§ INPUT FOR THIS TASK:
####

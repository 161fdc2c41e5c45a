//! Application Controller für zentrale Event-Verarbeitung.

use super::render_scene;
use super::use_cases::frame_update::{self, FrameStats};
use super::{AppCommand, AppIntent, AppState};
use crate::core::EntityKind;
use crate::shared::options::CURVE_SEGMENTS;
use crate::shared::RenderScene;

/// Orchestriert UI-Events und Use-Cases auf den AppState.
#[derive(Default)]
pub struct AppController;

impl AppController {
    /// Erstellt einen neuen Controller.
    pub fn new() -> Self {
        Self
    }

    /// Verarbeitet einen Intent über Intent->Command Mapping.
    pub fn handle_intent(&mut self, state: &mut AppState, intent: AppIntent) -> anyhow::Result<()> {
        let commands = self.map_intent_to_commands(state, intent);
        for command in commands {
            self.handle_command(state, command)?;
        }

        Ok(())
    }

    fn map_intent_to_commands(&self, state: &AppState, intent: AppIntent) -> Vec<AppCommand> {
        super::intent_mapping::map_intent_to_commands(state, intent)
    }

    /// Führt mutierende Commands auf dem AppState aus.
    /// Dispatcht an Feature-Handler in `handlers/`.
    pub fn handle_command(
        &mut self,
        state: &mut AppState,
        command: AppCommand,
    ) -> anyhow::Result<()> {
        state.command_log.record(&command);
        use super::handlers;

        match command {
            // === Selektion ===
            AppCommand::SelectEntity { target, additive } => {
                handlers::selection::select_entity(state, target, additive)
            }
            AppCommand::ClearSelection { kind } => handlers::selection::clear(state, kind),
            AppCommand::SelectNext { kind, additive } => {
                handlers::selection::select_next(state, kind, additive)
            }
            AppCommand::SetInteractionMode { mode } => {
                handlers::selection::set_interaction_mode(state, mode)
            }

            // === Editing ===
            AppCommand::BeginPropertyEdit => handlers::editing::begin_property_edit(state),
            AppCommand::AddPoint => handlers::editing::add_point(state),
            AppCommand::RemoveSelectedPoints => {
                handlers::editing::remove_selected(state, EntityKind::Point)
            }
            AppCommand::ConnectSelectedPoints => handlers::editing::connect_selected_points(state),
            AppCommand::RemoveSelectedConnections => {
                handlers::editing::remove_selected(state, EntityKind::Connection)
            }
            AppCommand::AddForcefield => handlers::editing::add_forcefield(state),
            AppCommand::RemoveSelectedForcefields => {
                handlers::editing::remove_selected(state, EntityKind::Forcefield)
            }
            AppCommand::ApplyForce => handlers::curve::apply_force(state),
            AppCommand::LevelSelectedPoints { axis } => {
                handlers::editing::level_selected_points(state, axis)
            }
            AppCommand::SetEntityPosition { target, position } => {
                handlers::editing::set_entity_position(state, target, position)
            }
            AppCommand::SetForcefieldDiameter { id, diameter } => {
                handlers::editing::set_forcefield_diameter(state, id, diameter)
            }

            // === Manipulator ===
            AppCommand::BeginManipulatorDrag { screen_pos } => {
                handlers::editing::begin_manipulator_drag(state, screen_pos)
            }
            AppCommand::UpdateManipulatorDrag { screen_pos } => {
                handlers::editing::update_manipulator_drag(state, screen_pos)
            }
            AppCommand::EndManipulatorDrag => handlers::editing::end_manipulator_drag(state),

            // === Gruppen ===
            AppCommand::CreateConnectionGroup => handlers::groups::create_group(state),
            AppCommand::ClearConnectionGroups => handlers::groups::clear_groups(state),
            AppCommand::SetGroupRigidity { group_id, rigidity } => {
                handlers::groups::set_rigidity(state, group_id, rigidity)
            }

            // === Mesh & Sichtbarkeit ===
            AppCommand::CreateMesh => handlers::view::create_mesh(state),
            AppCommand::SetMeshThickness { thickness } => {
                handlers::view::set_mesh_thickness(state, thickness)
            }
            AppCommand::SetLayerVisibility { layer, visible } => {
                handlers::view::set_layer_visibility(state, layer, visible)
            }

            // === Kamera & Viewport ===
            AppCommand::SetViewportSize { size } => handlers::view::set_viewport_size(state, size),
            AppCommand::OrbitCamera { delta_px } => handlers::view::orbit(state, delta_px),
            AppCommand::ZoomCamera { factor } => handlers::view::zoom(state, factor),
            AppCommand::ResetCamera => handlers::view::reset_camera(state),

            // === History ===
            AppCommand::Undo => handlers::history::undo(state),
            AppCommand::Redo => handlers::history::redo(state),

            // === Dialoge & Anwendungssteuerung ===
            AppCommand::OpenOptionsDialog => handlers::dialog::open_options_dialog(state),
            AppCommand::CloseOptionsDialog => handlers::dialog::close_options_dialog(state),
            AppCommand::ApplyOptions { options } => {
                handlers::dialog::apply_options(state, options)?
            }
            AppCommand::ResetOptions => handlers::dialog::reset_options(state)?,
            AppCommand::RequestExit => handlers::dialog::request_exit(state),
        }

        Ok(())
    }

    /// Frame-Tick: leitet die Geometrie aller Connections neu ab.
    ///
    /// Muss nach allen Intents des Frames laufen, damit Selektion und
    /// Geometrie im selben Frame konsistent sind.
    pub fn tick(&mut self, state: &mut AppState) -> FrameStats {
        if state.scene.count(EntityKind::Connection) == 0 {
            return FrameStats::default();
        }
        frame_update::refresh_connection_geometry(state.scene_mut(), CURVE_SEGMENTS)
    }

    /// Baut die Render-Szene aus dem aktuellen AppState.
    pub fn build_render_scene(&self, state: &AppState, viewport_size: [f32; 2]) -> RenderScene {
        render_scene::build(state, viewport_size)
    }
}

####

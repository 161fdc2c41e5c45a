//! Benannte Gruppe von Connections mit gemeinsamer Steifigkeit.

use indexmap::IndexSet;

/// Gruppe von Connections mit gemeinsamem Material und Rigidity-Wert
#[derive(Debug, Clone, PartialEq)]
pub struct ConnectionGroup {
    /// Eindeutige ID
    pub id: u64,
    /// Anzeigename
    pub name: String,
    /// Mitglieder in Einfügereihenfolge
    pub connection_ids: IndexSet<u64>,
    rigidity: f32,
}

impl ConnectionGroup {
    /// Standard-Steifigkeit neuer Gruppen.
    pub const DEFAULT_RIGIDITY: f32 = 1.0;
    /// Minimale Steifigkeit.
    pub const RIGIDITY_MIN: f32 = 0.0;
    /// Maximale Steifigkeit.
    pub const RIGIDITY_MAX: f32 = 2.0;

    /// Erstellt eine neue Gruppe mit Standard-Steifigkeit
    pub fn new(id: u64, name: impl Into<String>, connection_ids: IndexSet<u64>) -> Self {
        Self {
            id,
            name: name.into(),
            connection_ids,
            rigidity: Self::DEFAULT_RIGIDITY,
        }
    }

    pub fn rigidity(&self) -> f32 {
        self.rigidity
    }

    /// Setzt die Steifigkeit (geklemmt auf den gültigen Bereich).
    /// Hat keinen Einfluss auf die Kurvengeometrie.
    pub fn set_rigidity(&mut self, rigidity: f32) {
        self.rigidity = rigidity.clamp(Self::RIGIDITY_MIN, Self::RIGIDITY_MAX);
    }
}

####

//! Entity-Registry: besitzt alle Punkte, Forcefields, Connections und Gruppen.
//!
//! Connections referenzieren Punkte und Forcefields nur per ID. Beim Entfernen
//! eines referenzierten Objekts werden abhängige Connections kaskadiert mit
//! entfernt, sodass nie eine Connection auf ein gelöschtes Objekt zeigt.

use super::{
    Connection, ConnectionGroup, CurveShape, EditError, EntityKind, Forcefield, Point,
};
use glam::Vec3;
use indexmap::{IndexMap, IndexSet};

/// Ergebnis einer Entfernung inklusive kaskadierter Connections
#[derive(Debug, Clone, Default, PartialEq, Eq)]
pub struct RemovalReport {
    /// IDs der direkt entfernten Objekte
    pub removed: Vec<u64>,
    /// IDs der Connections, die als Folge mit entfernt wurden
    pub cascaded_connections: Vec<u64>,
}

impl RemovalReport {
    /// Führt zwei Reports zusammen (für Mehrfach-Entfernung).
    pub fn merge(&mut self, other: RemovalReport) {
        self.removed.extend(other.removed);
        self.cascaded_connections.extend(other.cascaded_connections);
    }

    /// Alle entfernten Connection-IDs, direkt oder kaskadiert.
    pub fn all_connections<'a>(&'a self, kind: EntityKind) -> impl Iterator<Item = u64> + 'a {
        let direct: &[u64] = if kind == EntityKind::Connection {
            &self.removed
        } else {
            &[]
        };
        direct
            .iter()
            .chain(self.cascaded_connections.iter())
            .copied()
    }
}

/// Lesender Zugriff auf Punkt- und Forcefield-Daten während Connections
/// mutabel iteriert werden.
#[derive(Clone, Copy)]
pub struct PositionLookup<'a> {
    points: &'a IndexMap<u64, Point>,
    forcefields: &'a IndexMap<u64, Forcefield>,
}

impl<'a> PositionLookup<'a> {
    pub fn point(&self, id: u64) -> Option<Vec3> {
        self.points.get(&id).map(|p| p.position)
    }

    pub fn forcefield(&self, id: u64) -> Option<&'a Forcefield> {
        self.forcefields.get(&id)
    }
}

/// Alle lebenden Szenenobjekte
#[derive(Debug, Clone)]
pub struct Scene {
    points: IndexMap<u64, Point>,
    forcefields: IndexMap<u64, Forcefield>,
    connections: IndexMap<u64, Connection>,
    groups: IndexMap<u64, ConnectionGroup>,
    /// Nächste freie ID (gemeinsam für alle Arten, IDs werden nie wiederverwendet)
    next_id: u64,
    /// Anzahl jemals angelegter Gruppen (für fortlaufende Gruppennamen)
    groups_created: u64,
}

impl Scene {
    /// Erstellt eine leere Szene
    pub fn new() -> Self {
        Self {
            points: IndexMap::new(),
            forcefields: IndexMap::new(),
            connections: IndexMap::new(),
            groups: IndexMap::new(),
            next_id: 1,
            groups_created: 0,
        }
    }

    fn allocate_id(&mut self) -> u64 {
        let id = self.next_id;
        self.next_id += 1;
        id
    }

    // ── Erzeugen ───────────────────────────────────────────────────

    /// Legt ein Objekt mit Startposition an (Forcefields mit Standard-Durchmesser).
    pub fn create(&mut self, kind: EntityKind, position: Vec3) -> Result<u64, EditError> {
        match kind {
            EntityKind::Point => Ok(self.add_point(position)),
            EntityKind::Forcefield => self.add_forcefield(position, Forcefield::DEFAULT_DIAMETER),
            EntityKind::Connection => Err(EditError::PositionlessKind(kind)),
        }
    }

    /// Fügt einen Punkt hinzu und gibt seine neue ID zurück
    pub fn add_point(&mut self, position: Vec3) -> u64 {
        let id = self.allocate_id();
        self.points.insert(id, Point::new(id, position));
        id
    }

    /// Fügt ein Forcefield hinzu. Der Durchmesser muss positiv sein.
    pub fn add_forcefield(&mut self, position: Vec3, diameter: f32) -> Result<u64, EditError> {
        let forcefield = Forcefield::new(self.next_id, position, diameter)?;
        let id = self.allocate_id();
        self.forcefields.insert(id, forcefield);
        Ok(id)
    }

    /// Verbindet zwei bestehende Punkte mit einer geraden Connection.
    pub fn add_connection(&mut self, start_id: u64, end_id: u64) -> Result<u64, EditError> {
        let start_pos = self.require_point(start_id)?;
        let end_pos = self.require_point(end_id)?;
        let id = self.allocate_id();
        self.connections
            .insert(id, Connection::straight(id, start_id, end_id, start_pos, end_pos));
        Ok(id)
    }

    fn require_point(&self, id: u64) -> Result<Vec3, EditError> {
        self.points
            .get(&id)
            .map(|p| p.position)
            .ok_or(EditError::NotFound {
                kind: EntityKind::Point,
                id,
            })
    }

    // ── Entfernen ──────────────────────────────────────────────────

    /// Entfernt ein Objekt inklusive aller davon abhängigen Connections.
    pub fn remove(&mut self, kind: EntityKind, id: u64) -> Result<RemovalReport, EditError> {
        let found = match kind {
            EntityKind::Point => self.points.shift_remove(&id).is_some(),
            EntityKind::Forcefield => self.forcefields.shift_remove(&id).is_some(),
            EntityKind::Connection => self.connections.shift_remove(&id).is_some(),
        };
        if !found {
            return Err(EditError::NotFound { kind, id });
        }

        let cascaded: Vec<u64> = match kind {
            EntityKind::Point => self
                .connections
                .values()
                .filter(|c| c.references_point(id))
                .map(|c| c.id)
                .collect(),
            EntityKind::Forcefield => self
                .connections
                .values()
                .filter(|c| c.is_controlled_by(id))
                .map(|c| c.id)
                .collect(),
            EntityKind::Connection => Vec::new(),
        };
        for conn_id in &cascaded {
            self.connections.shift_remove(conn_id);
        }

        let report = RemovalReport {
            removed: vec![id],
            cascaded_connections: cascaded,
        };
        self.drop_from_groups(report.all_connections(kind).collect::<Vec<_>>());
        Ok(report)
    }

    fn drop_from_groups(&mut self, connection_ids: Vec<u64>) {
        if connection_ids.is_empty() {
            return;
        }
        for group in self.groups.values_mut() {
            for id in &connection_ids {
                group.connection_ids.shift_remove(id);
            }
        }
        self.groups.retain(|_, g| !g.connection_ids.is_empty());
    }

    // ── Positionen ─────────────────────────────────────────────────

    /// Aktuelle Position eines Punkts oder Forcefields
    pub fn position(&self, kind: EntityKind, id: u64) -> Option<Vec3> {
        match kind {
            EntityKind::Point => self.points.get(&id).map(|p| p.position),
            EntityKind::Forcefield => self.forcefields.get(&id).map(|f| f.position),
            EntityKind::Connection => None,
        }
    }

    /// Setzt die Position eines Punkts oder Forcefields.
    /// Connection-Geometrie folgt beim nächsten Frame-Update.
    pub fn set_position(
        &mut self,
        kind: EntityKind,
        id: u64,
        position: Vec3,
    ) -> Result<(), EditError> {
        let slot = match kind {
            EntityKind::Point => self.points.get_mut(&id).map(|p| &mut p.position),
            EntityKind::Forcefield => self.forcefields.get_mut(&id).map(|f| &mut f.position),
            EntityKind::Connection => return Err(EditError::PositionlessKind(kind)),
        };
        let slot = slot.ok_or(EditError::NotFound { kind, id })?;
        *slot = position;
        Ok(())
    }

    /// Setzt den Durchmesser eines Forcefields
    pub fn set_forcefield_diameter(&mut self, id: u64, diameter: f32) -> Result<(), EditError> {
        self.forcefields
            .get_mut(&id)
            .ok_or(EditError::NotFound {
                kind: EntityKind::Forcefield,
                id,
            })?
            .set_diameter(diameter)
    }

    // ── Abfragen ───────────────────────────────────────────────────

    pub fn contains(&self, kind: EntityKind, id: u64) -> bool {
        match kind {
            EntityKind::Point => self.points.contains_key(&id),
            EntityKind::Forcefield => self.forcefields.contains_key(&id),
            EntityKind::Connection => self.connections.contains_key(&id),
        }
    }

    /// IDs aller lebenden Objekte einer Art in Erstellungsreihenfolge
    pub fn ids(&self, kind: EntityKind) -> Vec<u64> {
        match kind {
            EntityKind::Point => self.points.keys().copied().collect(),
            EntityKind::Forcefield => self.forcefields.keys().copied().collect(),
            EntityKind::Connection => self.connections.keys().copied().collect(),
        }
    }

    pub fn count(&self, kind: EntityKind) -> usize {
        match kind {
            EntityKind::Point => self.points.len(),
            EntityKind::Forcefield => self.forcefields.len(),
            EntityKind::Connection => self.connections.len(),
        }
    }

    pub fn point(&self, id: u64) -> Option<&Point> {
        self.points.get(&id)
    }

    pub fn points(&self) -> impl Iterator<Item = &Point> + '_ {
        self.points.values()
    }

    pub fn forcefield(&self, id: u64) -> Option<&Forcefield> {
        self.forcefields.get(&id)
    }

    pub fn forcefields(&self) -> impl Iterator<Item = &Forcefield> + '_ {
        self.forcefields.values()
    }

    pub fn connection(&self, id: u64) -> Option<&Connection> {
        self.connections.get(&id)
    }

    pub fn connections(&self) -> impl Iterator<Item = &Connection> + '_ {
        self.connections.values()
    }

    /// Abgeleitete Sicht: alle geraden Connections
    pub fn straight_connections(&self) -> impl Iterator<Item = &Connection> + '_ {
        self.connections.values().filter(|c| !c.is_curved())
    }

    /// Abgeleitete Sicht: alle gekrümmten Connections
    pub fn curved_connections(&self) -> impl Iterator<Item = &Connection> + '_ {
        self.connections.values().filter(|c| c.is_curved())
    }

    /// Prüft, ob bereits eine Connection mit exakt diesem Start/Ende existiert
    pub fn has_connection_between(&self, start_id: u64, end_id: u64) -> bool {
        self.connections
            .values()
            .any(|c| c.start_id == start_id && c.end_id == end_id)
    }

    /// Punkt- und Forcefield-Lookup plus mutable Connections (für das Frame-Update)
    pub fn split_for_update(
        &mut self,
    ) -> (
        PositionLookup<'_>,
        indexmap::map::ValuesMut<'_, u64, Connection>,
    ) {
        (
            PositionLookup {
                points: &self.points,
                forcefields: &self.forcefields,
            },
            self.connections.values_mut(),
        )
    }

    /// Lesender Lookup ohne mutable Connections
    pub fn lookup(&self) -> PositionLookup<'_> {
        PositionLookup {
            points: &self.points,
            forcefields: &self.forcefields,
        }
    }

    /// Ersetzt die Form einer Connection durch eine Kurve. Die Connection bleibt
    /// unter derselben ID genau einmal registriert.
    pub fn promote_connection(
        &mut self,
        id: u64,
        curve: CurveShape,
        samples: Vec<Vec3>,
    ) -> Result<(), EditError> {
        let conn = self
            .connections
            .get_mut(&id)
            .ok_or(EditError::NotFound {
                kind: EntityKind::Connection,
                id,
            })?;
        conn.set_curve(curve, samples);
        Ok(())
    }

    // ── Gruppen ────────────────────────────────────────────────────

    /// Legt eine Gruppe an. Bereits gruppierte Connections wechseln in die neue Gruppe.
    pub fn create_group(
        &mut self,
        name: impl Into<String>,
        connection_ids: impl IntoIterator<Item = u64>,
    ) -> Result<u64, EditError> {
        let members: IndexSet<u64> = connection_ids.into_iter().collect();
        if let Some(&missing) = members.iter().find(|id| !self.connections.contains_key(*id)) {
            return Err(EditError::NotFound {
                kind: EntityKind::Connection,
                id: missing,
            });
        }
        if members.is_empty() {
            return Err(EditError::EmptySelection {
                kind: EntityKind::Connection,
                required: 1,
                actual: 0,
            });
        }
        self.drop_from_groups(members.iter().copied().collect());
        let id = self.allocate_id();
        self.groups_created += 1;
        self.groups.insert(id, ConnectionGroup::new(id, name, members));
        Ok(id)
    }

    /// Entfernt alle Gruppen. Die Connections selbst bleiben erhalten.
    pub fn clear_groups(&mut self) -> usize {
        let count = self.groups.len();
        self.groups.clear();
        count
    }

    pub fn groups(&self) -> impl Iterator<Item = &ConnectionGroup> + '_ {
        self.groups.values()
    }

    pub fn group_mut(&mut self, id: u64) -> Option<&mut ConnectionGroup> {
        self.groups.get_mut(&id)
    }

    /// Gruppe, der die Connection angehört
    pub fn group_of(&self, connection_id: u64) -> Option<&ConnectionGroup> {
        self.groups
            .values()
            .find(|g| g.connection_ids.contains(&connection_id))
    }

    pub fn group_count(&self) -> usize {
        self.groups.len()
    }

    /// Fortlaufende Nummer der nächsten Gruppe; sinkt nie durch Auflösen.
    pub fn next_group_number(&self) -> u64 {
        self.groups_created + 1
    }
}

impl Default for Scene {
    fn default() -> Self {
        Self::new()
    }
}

####

§ EXERCISE AIM: Your task is to list each line of the records with the word "bool".

§ OUTPUT FOR THIS TASK:
    pub fn contains(&self, kind: EntityKind, id: u64) -> bool {
    pub fn has_connection_between(&self, start_id: u64, end_id: u64) -> bool {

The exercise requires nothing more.